On Waigeo Island and the adjacent northwest coast of New Guinea, ultramafic rocks result in a serpentine flora, a belt of low shrubby vegetation composed of Alphitonia, Dillenia alata, Myrtella beccarii, and Styphelia abnormis.

==Fauna==
The ecoregion has 47 species of mammals, including marsupials, murid rodents, and bats. Native mammals include the Arfak long-beaked echidna (Zaglossus bruijni), dusky pademelon (Thylogale bruinji), New Guinea quoll (Dasyurus albopunctatus), red-bellied dasyure (Phascolosorex doriae), ursine tree-kangaroo (Dendrolagus ursinus), brown forest wallaby (Dorcopsis muelleri), Lorentz's mosaic-tailed rat (Melomys lorentzii), Shaw Mayer's brush mouse (Pogonomelomys mayeri) and lowland brush mouse (Pogonomelomys bruijni). the Arfak long-beaked echidna is critically endangered, and the dusky pademelon and ursine tree-kangaroo are considered vulnerable. There are no strictly endemic mammal species, but several species are threatened or have a limited range.

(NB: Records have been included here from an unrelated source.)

//! Warranty date normalization.
//!
//! The vendor page renders dates as `DD Mon YYYY`, usually behind a status
//! word (`Expires 01 Jan 2026`). Everything persisted or exported uses the
//! display format `MM/DD/YYYY`. [`DateNormalizer::normalize`] accepts both so
//! that a checkpoint written by [`display`] reads back to the same date.

use chrono::NaiveDate;

use crate::error::{EnrichError, Result};

/// Format of dates as scraped from the lookup provider.
pub const PROVIDER_FORMAT: &str = "%d %b %Y";

/// Format used for every persisted and exported date.
pub const DISPLAY_FORMAT: &str = "%m/%d/%Y";

/// Status words the provider is known to put in front of the date.
pub const DEFAULT_PREFIXES: &[&str] = &["Expires", "Expired"];

/// Turns raw date strings into canonical [`NaiveDate`] values.
#[derive(Debug, Clone)]
pub struct DateNormalizer {
    prefixes: Vec<String>,
}

impl DateNormalizer {
    /// Create a normalizer that strips the given prefix tokens.
    pub fn new<I, S>(prefixes: I) -> Self
    where
        I: IntoIterator<Item = S>,
        S: Into<String>,
    {
        Self {
            prefixes: prefixes
                .into_iter()
                .map(Into::into)
                .filter(|p: &String| !p.trim().is_empty())
                .collect(),
        }
    }

    /// Parse `raw` into a canonical date.
    ///
    /// One leading prefix token is removed (case-insensitive, must be followed
    /// by whitespace), then the provider format and the display format are
    /// tried in that order.
    pub fn normalize(&self, raw: &str) -> Result<NaiveDate> {
        let stripped = self.strip_prefix(raw.trim());

        NaiveDate::parse_from_str(stripped, PROVIDER_FORMAT)
            .or_else(|_| NaiveDate::parse_from_str(stripped, DISPLAY_FORMAT))
            .map_err(|e| {
                EnrichError::parse(
                    raw,
                    format!("expected `DD Mon YYYY` or `MM/DD/YYYY`: {e}"),
                )
            })
    }

    fn strip_prefix<'a>(&self, value: &'a str) -> &'a str {
        for prefix in &self.prefixes {
            let Some(head) = value.get(..prefix.len()) else {
                continue;
            };
            if !head.eq_ignore_ascii_case(prefix) {
                continue;
            }
            let rest = &value[prefix.len()..];
            if rest.starts_with(char::is_whitespace) {
                return rest.trim_start();
            }
        }
        value
    }
}

impl Default for DateNormalizer {
    fn default() -> Self {
        Self::new(DEFAULT_PREFIXES.iter().copied())
    }
}

/// Render a date in the canonical display format (`MM/DD/YYYY`).
pub fn display(date: NaiveDate) -> String {
    date.format(DISPLAY_FORMAT).to_string()
}
//! CSV record source and export sink.

use std::io::Read;
use std::path::{Path, PathBuf};

use tracing::{debug, info, warn};

use assetenrich_shared::{EnrichError, ExportRow, Record, Result, SourceConfig};

/// Header of the exported sheet.
const EXPORT_HEADER: [&str; 2] = ["Asset ID", "Waranty Expiration"];

// ---------------------------------------------------------------------------
// Traits
// ---------------------------------------------------------------------------

/// Produces the initial list of pending records for a batch.
pub trait RecordSource: Send + Sync {
    /// Load every record to enrich. A failure here is fatal to the batch.
    fn load(&self) -> Result<Vec<Record>>;
}

/// Consumes the exported rows at the end of a batch.
pub trait RecordSink: Send + Sync {
    fn write(&self, rows: &[ExportRow]) -> Result<()>;
}

// ---------------------------------------------------------------------------
// CsvSource
// ---------------------------------------------------------------------------

/// Reads an inventory CSV and keeps the rows of one category.
pub struct CsvSource {
    path: PathBuf,
    columns: SourceConfig,
}

impl CsvSource {
    pub fn new(path: impl Into<PathBuf>, columns: SourceConfig) -> Self {
        Self {
            path: path.into(),
            columns,
        }
    }

    fn load_from<R: Read>(&self, reader: R) -> Result<Vec<Record>> {
        let mut csv = csv::ReaderBuilder::new()
            .trim(csv::Trim::All)
            .flexible(true)
            .from_reader(reader);

        let headers = csv
            .headers()
            .map_err(|e| EnrichError::load(format!("{}: unreadable header: {e}", self.path.display())))?
            .clone();

        let column = |name: &str| {
            headers.iter().position(|h| h == name).ok_or_else(|| {
                EnrichError::load(format!(
                    "{}: missing column {name:?}",
                    self.path.display()
                ))
            })
        };
        let category_idx = column(&self.columns.category_column)?;
        let identity_idx = column(&self.columns.identity_column)?;
        let key_idx = column(&self.columns.lookup_key_column)?;

        let needle = self.columns.category.to_lowercase();
        let mut records = Vec::new();
        let mut skipped = 0usize;

        for (line, row) in csv.records().enumerate() {
            let row = row.map_err(|e| {
                EnrichError::load(format!("{}: row {}: {e}", self.path.display(), line + 2))
            })?;

            let in_category = row
                .get(category_idx)
                .is_some_and(|c| c.to_lowercase().contains(&needle));
            if !in_category {
                continue;
            }

            let identity = row.get(identity_idx).unwrap_or_default();
            let key = row.get(key_idx).unwrap_or_default();
            if identity.is_empty() || key.is_empty() {
                warn!(row = line + 2, identity, key, "row has no asset id or serial number, skipping");
                skipped += 1;
                continue;
            }

            records.push(Record::new(identity, key, records.len()));
        }

        info!(
            path = %self.path.display(),
            category = %self.columns.category,
            records = records.len(),
            skipped,
            "source loaded"
        );
        Ok(records)
    }
}

impl RecordSource for CsvSource {
    fn load(&self) -> Result<Vec<Record>> {
        let file = std::fs::File::open(&self.path)
            .map_err(|e| EnrichError::load(format!("cannot open {}: {e}", self.path.display())))?;
        self.load_from(file)
    }
}

// ---------------------------------------------------------------------------
// CsvSink
// ---------------------------------------------------------------------------

/// Writes export rows as `Asset ID,Waranty Expiration`.
pub struct CsvSink {
    path: PathBuf,
}

impl CsvSink {
    pub fn new(path: impl Into<PathBuf>) -> Self {
        Self { path: path.into() }
    }

    pub fn path(&self) -> &Path {
        &self.path
    }
}

impl RecordSink for CsvSink {
    fn write(&self, rows: &[ExportRow]) -> Result<()> {
        if let Some(parent) = self.path.parent().filter(|p| !p.as_os_str().is_empty()) {
            std::fs::create_dir_all(parent).map_err(|e| EnrichError::io(parent, e))?;
        }

        let csv_err = |e: csv::Error| EnrichError::Serialization(format!("{}: {e}", self.path.display()));

        let mut writer = csv::WriterBuilder::new()
            .has_headers(false)
            .from_path(&self.path)
            .map_err(csv_err)?;

        writer.write_record(EXPORT_HEADER).map_err(csv_err)?;
        for row in rows {
            writer
                .write_record([row.asset_id.as_str(), row.warranty_expiration.as_str()])
                .map_err(csv_err)?;
        }
        writer.flush().map_err(|e| EnrichError::io(&self.path, e))?;

        debug!(path = %self.path.display(), rows = rows.len(), "export written");
        Ok(())
    }
}

#[cfg(test)]
mod tests {
    use super::*;
    use uuid::Uuid;

    const INVENTORY: &str = "\
Asset ID,Manufacturer,Serial number,Location
A1,Dell Inc.,SN1,HQ
A2,Lenovo,LN2,HQ
A3,dell,SN3,Remote
A4,Dell,,HQ
A5,,SN5,HQ
A6,DELL,SN6,HQ
";

    fn source() -> CsvSource {
        CsvSource::new("inventory.csv", SourceConfig::default())
    }

    #[test]
    fn filters_by_category_case_insensitively() {
        let records = source().load_from(INVENTORY.as_bytes()).unwrap();
        let ids: Vec<_> = records.iter().map(|r| r.asset_id()).collect();
        assert_eq!(ids, ["A1", "A3", "A6"]);
        assert_eq!(records[1].serial_number(), "SN3");
    }

    #[test]
    fn positions_follow_kept_rows() {
        let records = source().load_from(INVENTORY.as_bytes()).unwrap();
        let positions: Vec<_> = records.iter().map(|r| r.position()).collect();
        assert_eq!(positions, [0, 1, 2]);
        assert!(records.iter().all(|r| !r.is_enriched()));
    }

    #[test]
    fn duplicate_rows_are_kept() {
        let csv = "Asset ID,Manufacturer,Serial number\nA1,Dell,SN1\nA1,Dell,SN1\n";
        let records = source().load_from(csv.as_bytes()).unwrap();
        assert_eq!(records.len(), 2);
    }

    #[test]
    fn missing_column_is_load_error() {
        let csv = "Asset ID,Vendor,Serial number\nA1,Dell,SN1\n";
        let err = source().load_from(csv.as_bytes()).unwrap_err();
        assert!(matches!(err, EnrichError::Load { .. }));
        assert!(err.to_string().contains("Manufacturer"));
    }

    #[test]
    fn missing_file_is_load_error() {
        let src = CsvSource::new(
            std::env::temp_dir().join(format!("ae-missing-{}.csv", Uuid::now_v7())),
            SourceConfig::default(),
        );
        assert!(matches!(src.load().unwrap_err(), EnrichError::Load { .. }));
    }

    #[test]
    fn sink_writes_header_and_rows() {
        let path = std::env::temp_dir()
            .join(format!("ae-sink-{}", Uuid::now_v7()))
            .join("warranty.csv");
        let sink = CsvSink::new(&path);
        sink.write(&[
            ExportRow {
                asset_id: "A1".into(),
                warranty_expiration: "01/01/2026".into(),
            },
            ExportRow {
                asset_id: "A3".into(),
                warranty_expiration: "12/31/2027".into(),
            },
        ])
        .unwrap();

        let content = std::fs::read_to_string(&path).unwrap();
        assert_eq!(
            content,
            "Asset ID,Waranty Expiration\nA1,01/01/2026\nA3,12/31/2027\n"
        );

        let _ = std::fs::remove_dir_all(path.parent().unwrap());
    }

    #[test]
    fn sink_writes_header_for_empty_export() {
        let path = std::env::temp_dir().join(format!("ae-empty-{}.csv", Uuid::now_v7()));
        CsvSink::new(&path).write(&[]).unwrap();
        assert_eq!(
            std::fs::read_to_string(&path).unwrap(),
            "Asset ID,Waranty Expiration\n"
        );
        let _ = std::fs::remove_file(&path);
    }
}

The ecoregion has 366 species of birds, of which nine are endemic. It encompasses the West Papuan lowlands and Aru Islands endemic bird areas. Endemic birds include Bruijn's brush-turkey (Aepypodius bruijnii), Kofiau paradise kingfisher, (Tanysiptera ellioti), black-backed monarch (Monarcha julianae), Wilson's bird-of-paradise, (Cicinnurus respublica), and red bird-of-paradise (Paradisaea rubra).

The largest bird in the ecoregion is the flightless southern cassowary (Casuarius casuarius).

== Protected areas ==
A 2017 assessment found that 7,557 km^{2}, or 10%, of the ecoregion is in protected areas. About 70% of the unprotected area is still forested. Protected areas include Pulau Baun Wildlife Reserve, Sorong Nature Recreation Park, Gunung Meja Nature Recreation Park, Pulau Sabuda dan Pulau Tataruga Wildlife Reserve, Pegunungan Wondiboy Nature Reserve, Teluk Cendrawasih Marine National Park, Pegunungan Arfak Nature Reserve, Pegunungan Kumawa Nature Reserve, Pegunungan Fakfak Nature Reserve, Pulau Misool Nature Reserve, and Pulau Salawati Utara Nature Reserve.